[Activity]
Beginning with the first line, transcribe the entries below exactly through the line containing "pub enum Prepared", inclusive.

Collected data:
== Segment start ==

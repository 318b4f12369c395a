//! Content pipeline around the project detail page
//!
//! `PrepareContent` handlers run in order before the page is rendered and
//! may answer the request themselves. `FinalizeContent` handlers run in
//! order over the rendered response and may amend or replace it.

use std::sync::Arc;

use async_trait::async_trait;
use axum::http::{header, HeaderValue};
use axum::response::{IntoResponse, Response};
use chrono::NaiveDate;
use crowdfund_common::Error;

use crate::domain::entities::Project;

/// What a content handler gets to look at
#[derive(Debug, Clone, Copy)]
pub struct ContentRequest<'a> {
    pub project: &'a Project,
    pub today: NaiveDate,
}

/// Result of one prepare handler
pub enum Prepared {
    /// Nothing to say about this request
    Pass,
    /// The handler vouches for the content; cancels any not-found signal
    Succeeded,
    /// The handler could not do its work; logged, the pipeline continues.
    /// Clears the success of earlier handlers: the last verdict wins.
    Failed(String),
    /// Answer the request with this response and skip rendering
    Respond(Response),
    /// The content should not be visible
    NotFound,
}

#[async_trait]
pub trait PrepareContent: Send + Sync {
    fn name(&self) -> &'static str;

    async fn prepare(&self, request: &ContentRequest<'_>) -> Prepared;
}

/// Result of one finalize handler
pub enum Finalized {
    /// Hand the (possibly modified) response to the next handler
    Continue(Response),
    /// Send this response and skip the remaining handlers
    Replace(Response),
}

pub trait FinalizeContent: Send + Sync {
    fn name(&self) -> &'static str;

    fn finalize(&self, request: &ContentRequest<'_>, response: Response) -> Finalized;
}

/// Ordered prepare and finalize handler lists
#[derive(Clone, Default)]
pub struct ContentPipeline {
    prepare: Vec<Arc<dyn PrepareContent>>,
    finalize: Vec<Arc<dyn FinalizeContent>>,
}

impl ContentPipeline {
    /// An empty pipeline
    pub fn new() -> Self {
        Self::default()
    }

    /// Schedule gate and cache headers
    pub fn standard() -> Self {
        Self::new()
            .with_prepare(ScheduledProjectGate)
            .with_finalize(ProjectCacheControl::default())
    }

    pub fn with_prepare(mut self, handler: impl PrepareContent + 'static) -> Self {
        self.prepare.push(Arc::new(handler));
        self
    }

    pub fn with_finalize(mut self, handler: impl FinalizeContent + 'static) -> Self {
        self.finalize.push(Arc::new(handler));
        self
    }

    /// Run the prepare handlers. `Some` means the request is already answered.
    pub async fn prepare(&self, request: &ContentRequest<'_>) -> Option<Response> {
        let mut succeeded = false;
        let mut not_found = false;

        for handler in &self.prepare {
            match handler.prepare(request).await {
                Prepared::Pass => {}
                Prepared::Succeeded => succeeded = true,
                Prepared::Failed(reason) => {
                    succeeded = false;
                    tracing::warn!(handler = handler.name(), reason = %reason, "Content handler failed");
                }
                Prepared::Respond(response) => return Some(response),
                Prepared::NotFound => not_found = true,
            }
        }

        if not_found && !succeeded {
            tracing::debug!(slug = %request.project.slug, "Content hidden by prepare handlers");
            return Some(Error::NotFound("Project not found".to_string()).into_response());
        }

        None
    }

    /// Run the finalize handlers over the rendered response
    pub fn finalize(&self, request: &ContentRequest<'_>, mut response: Response) -> Response {
        for handler in &self.finalize {
            match handler.finalize(request, response) {
                Finalized::Continue(next) => response = next,
                Finalized::Replace(replacement) => return replacement,
            }
        }
        response
    }
}

/// Hides projects whose start date is still in the future
pub struct ScheduledProjectGate;

#[async_trait]
impl PrepareContent for ScheduledProjectGate {
    fn name(&self) -> &'static str {
        "scheduled_project_gate"
    }

    async fn prepare(&self, request: &ContentRequest<'_>) -> Prepared {
        if request.project.has_started(request.today) {
            Prepared::Pass
        } else {
            Prepared::NotFound
        }
    }
}

/// Cache headers by project state: finished projects no longer change
pub struct ProjectCacheControl {
    pub expired_max_age: u32,
}

impl Default for ProjectCacheControl {
    fn default() -> Self {
        Self {
            expired_max_age: 3600,
        }
    }
}

impl FinalizeContent for ProjectCacheControl {
    fn name(&self) -> &'static str {
        "project_cache_control"
    }

    fn finalize(&self, request: &ContentRequest<'_>, mut response: Response) -> Finalized {
        let value = if request.project.is_expired(request.today) {
            format!("public, max-age={}", self.expired_max_age)
        } else {
            "no-cache".to_string()
        };

        if let Ok(value) = HeaderValue::from_str(&value) {
            response.headers_mut().insert(header::CACHE_CONTROL, value);
        }
        Finalized::Continue(response)
    }
}
//! Identity types handed to handlers

use serde::Serialize;
use uuid::Uuid;

/// The authenticated person, as described by the identity provider
#[derive(Debug, Clone, PartialEq, Serialize)]
pub struct AuthIdentity {
    pub id: Uuid,
    pub email: String,
    pub name: Option<String>,
    pub role: AuthRole,
}

/// Role for auth decisions
#[derive(Debug, Clone, Copy, PartialEq, Eq, Serialize)]
#[serde(rename_all = "lowercase")]
pub enum AuthRole {
    Member,
    Staff,
}

impl AuthRole {
    /// Map the provider's `role` claim; anything unknown is a plain member.
    pub fn from_claim(claim: Option<&str>) -> Self {
        match claim {
            Some("staff") | Some("service_role") => AuthRole::Staff,
            _ => AuthRole::Member,
        }
    }

    pub fn can_admin(&self) -> bool {
        matches!(self, AuthRole::Staff)
    }
}

impl std::fmt::Display for AuthRole {
    fn fmt(&self, f: &mut std::fmt::Formatter<'_>) -> std::fmt::Result {
        match self {
            AuthRole::Member => write!(f, "member"),
            AuthRole::Staff => write!(f, "staff"),
        }
    }
}
//! Typed access to the session keys threaded through the backing workflow
//!
//! `pledge_id` is set when the back form is submitted and moves to
//! `completed_pledge_id` on the thank-you step. The confirmation page
//! clears `completed_pledge_id` once rendered.

use axum::{extract::FromRequestParts, http::request::Parts};
use crowdfund_common::{Error, Result};
use tower_sessions::Session;
use uuid::Uuid;

pub const PLEDGE_ID_KEY: &str = "pledge_id";
pub const COMPLETED_PLEDGE_ID_KEY: &str = "completed_pledge_id";

fn session_error(err: tower_sessions::session::Error) -> Error {
    Error::Internal(format!("Session error: {}", err))
}

#[derive(Debug, Clone)]
pub struct PledgeSession {
    session: Session,
}

impl PledgeSession {
    pub fn new(session: Session) -> Self {
        Self { session }
    }

    /// The pledge currently moving through the workflow
    pub async fn pending(&self) -> Result<Option<Uuid>> {
        self.session
            .get::<Uuid>(PLEDGE_ID_KEY)
            .await
            .map_err(session_error)
    }

    /// Start tracking a freshly submitted pledge
    pub async fn begin(&self, pledge_id: Uuid) -> Result<()> {
        self.session
            .insert(PLEDGE_ID_KEY, pledge_id)
            .await
            .map_err(session_error)
    }

    /// Move the pledge from `pledge_id` to `completed_pledge_id`
    pub async fn complete(&self, pledge_id: Uuid) -> Result<()> {
        self.session
            .remove::<Uuid>(PLEDGE_ID_KEY)
            .await
            .map_err(session_error)?;
        self.session
            .insert(COMPLETED_PLEDGE_ID_KEY, pledge_id)
            .await
            .map_err(session_error)
    }

    pub async fn completed(&self) -> Result<Option<Uuid>> {
        self.session
            .get::<Uuid>(COMPLETED_PLEDGE_ID_KEY)
            .await
            .map_err(session_error)
    }

    pub async fn clear_completed(&self) -> Result<()> {
        self.session
            .remove::<Uuid>(COMPLETED_PLEDGE_ID_KEY)
            .await
            .map_err(session_error)?;
        Ok(())
    }
}

impl<S> FromRequestParts<S> for PledgeSession
where
    S: Send + Sync,
{
    type Rejection = Error;

    async fn from_request_parts(
        parts: &mut Parts,
        _state: &S,
    ) -> std::result::Result<Self, Self::Rejection> {
        parts
            .extensions
            .get::<Session>()
            .cloned()
            .map(PledgeSession::new)
            .ok_or_else(|| Error::Internal("Session layer is not installed".to_string()))
    }
}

== Segment end ==

[Result below]
repository 318b4f12369c395a
//! Content pipeline around the project detail page
//!
//! `PrepareContent` handlers run in order before the page is rendered and
//! may answer the request themselves. `FinalizeContent` handlers run in
//! order over the rendered response and may amend or replace it.

use std::sync::Arc;

use async_trait::async_trait;
use axum::http::{header, HeaderValue};
use axum::response::{IntoResponse, Response};
use chrono::NaiveDate;
use crowdfund_common::Error;

use crate::domain::entities::Project;

/// What a content handler gets to look at
#[derive(Debug, Clone, Copy)]
pub struct ContentRequest<'a> {
    pub project: &'a Project,
    pub today: NaiveDate,
}

/// Result of one prepare handler
pub enum Prepared {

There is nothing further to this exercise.